Tens of thousands of animals face being shot as part of an all-out drive to tackle the country's worst-ever bovine TB epidemic, which last year saw more than 26,000 cattle destroyed.

Environment Secretary Owen Paterson gave the strongest indication yet yesterday that the two pilot trials planned for West Somerset and Gloucestershire would only be a prelude to a full-scale, anti-badger offensive.

He told West Country farmers in Tiverton, Devon, that he had received more death threats over the badger culling issues than he had while Northern Ireland Minister.

But he left his audience in no doubt of the Coalition's intention to grasp an issue which was allowed to fester during 13 years of Labour rule.

The pilot culls were to have taken place last autumn but were suspended at the eleventh hour after surveys revealed the presence of twice as many animals as previously thought – proof say farmers, that the badger population is now out of control. But, said Mr Paterson, they are on course to start in June.

"We simply have to prove this method of culling works and we simply have to roll it out across the country the following year," he said.

Mr Paterson rejected a suggestion the badger problem could be resolved by repealing the Badger Act, which afford the animals legal protection and which farmers say has allowed their numbers to grow to an uncontrollable two million plus.

"Quite honestly we have enough problems getting our current proposals through," he said.

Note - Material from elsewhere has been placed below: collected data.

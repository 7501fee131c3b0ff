//! Report layout engine.
//!
//! Pages are described as [`PageTemplate`]s of typed draw commands and
//! rendered by [`ReportRenderer`] onto a deterministic lopdf [`PdfCanvas`].

pub mod assets;
pub mod canvas;
pub mod edition;
mod font;
mod render;
pub mod style;
pub mod template;

pub use assets::AssetLibrary;
pub use canvas::PdfCanvas;
pub use edition::PageCounter;
pub use render::{RenderSummary, ReportRenderer};
pub use style::{Color, FontFace, StyleName, StyleSheet, TextStyle};
pub use template::{DrawCommand, ImageSource, PageTemplate, TextSource};

use std::fmt;
use std::str::FromStr;

use serde::{Deserialize, Serialize};

/// A4 width in millimetres.
pub const PAGE_WIDTH_MM: f32 = 210.0;
/// A4 height in millimetres.
pub const PAGE_HEIGHT_MM: f32 = 297.0;

/// Which set of content pages to print.
#[derive(Debug, Clone, Copy, PartialEq, Eq, Default, Serialize, Deserialize)]
#[serde(rename_all = "snake_case")]
pub enum Edition {
    /// Analysis, UV and SPF education, ingredients and recommendation pages.
    #[default]
    Complete,
    /// The original three-page layout.
    Classic,
}

impl fmt::Display for Edition {
    fn fmt(&self, f: &mut fmt::Formatter<'_>) -> fmt::Result {
        match self {
            Edition::Complete => f.write_str("complete"),
            Edition::Classic => f.write_str("classic"),
        }
    }
}

impl FromStr for Edition {
    type Err = String;

    fn from_str(s: &str) -> Result<Self, Self::Err> {
        match s.to_ascii_lowercase().as_str() {
            "complete" => Ok(Edition::Complete),
            "classic" => Ok(Edition::Classic),
            other => Err(format!("unknown edition '{}' (expected complete or classic)", other)),
        }
    }
}

#[cfg(test)]
mod tests {
    use super::*;

    #[test]
    fn test_edition_parse() {
        assert_eq!("Classic".parse::<Edition>(), Ok(Edition::Classic));
        assert_eq!(Edition::default(), Edition::Complete);
        assert!("deluxe".parse::<Edition>().is_err());
        assert_eq!(serde_json::to_string(&Edition::Classic).unwrap(), "\"classic\"");
    }
}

"But if we can prove this cull works we shall have a system that is manageable."

Police forces across the country are already voicing misgivings about their ability to provide enough manpower to protect those involved in the culling and to prevent disruption by pro-badger groups.

But, said Mr Paterson: "It is not sensible to let any population become over-preponderant and these animals do die a horrible death. We manage virtually every other species and I do not think any particular one should be exempt."

Mr Paterson said Labour had been guilty of "grotesque incompetence" in allowing TB to rampage out of control without the least effort being made to curb the spread of the disease.

He said he sympathised with livestock and dairy farmers who were being put under even more onerous anti-TB restrictions, many of which emanated from Europe, leaving the Government with no option but to impose them.

"But in any other part of the world where you have a significant cattle industry and you have a problem with TB in wildlife you bear down on both," he said. "It would be lovely to press a button marked "vaccination". But in fact we do not have a vaccination we could use. We have one that is 50 to 60 per cent effective."

Defra has now agreed to a 10-year research programme to develop a vaccine which will be fully tested and effective, and Mr Paterson rejected claims from the pro-badger lobby that the Government was ignoring science in going ahead with culling.

"We are being realistic. If we don't, we are heading for a bill of £1 billion."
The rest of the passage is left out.